Mirko Jovanović

Personal information
- Full name: Mirko Jovanović
- Date of birth: 14 March 1971 (age 54)
- Place of birth: Novi Sad, SR Serbia, SFR Yugoslavia
- Height: 1.80 m (5 ft 11 in)
- Position(s): Forward

Youth career
- Vojvodina

Senior career*
- Years: Team / Apps / (Gls)
- 1989–1990: Mačva Šabac / 19 / (0)
- 1992–1993: Spartak Subotica / 11 / (1)
- 1993–1995: 1. FC Košice / 21 / (3)
- 1995–1998: Kispest-Honvéd / 60 / (8)
- 1999: Haladás / 12 / (2)
- 1999–2000: Jeonbuk Hyundai Motors / 17 / (4)
- 2000–2001: Créteil / 9 / (3)
- Total:  / 149 / (21)

Managerial career
- 2017–2020: TSC (assistant)
- 2021: TSC (caretaker)
- 2024: Tisa Adorjan

= Mirko Jovanović =

Serbian football manager and player

Mirko Jovanović (Мирко Јовановић; born 14 March 1971) is a Serbian football manager and former player.

==Playing career==
After coming through the youth system at Vojvodina, Jovanović played for Mačva Šabac and Spartak Subotica, before moving abroad.
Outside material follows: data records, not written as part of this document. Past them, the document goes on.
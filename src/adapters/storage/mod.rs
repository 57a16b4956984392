//! Storage Adapters
//!
//! ## Available Adapters
//!
//! - **InMemoryMessageLog** - Conversations, messages and assignments held in
//!   memory; implements both `MessageLog` and `StoryAssignmentRepository`
//!
//! ## Usage
//!
//! ```ignore
//! use adapters::storage::InMemoryMessageLog;
//!
//! let log = InMemoryMessageLog::new();
//! let handler = ListAssignmentsHandler::new(Arc::new(log.clone()));
//! ```

mod in_memory_message_log;

pub use in_memory_message_log::InMemoryMessageLog;
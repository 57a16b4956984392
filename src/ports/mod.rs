//! Ports - Interfaces for external dependencies.
//!
//! Following hexagonal architecture, ports define the contracts between
//! the domain and the outside world. Adapters implement these ports.
//!
//! - `GenerationBackend` - Classification and story writing by an external model
//! - `MessageLog` - Conversations and their append-only turns
//! - `StoryAssignmentRepository` - Stories handed to child accounts

mod assignment_repository;
mod generation_backend;
mod message_log;

pub use assignment_repository::StoryAssignmentRepository;
pub use generation_backend::{BackendError, BackendInfo, GenerationBackend, WriteRequest};
pub use message_log::{ConversationSummary, MessageLog};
He went on to play in Slovakia (1. FC Košice), Hungary (Kispest-Honvéd and Haladás), South Korea (Jeonbuk Hyundai Motors), and France (Créteil).

==Managerial career==
In 2017, Jovanović joined TSC as assistant manager to Petar Kurćubić. He also served as an assistant to Predrag Rogan and later Zoltan Sabo, remaining in the role until Sabo's death in December 2020. Subsequently, Jovanović became the club's sporting director. He was appointed as caretaker manager of TSC in October 2021, replacing Mladen Krstajić.

Between January and April 2024, Jovanović served as manager of Serbian League Vojvodina club Tisa Adorjan.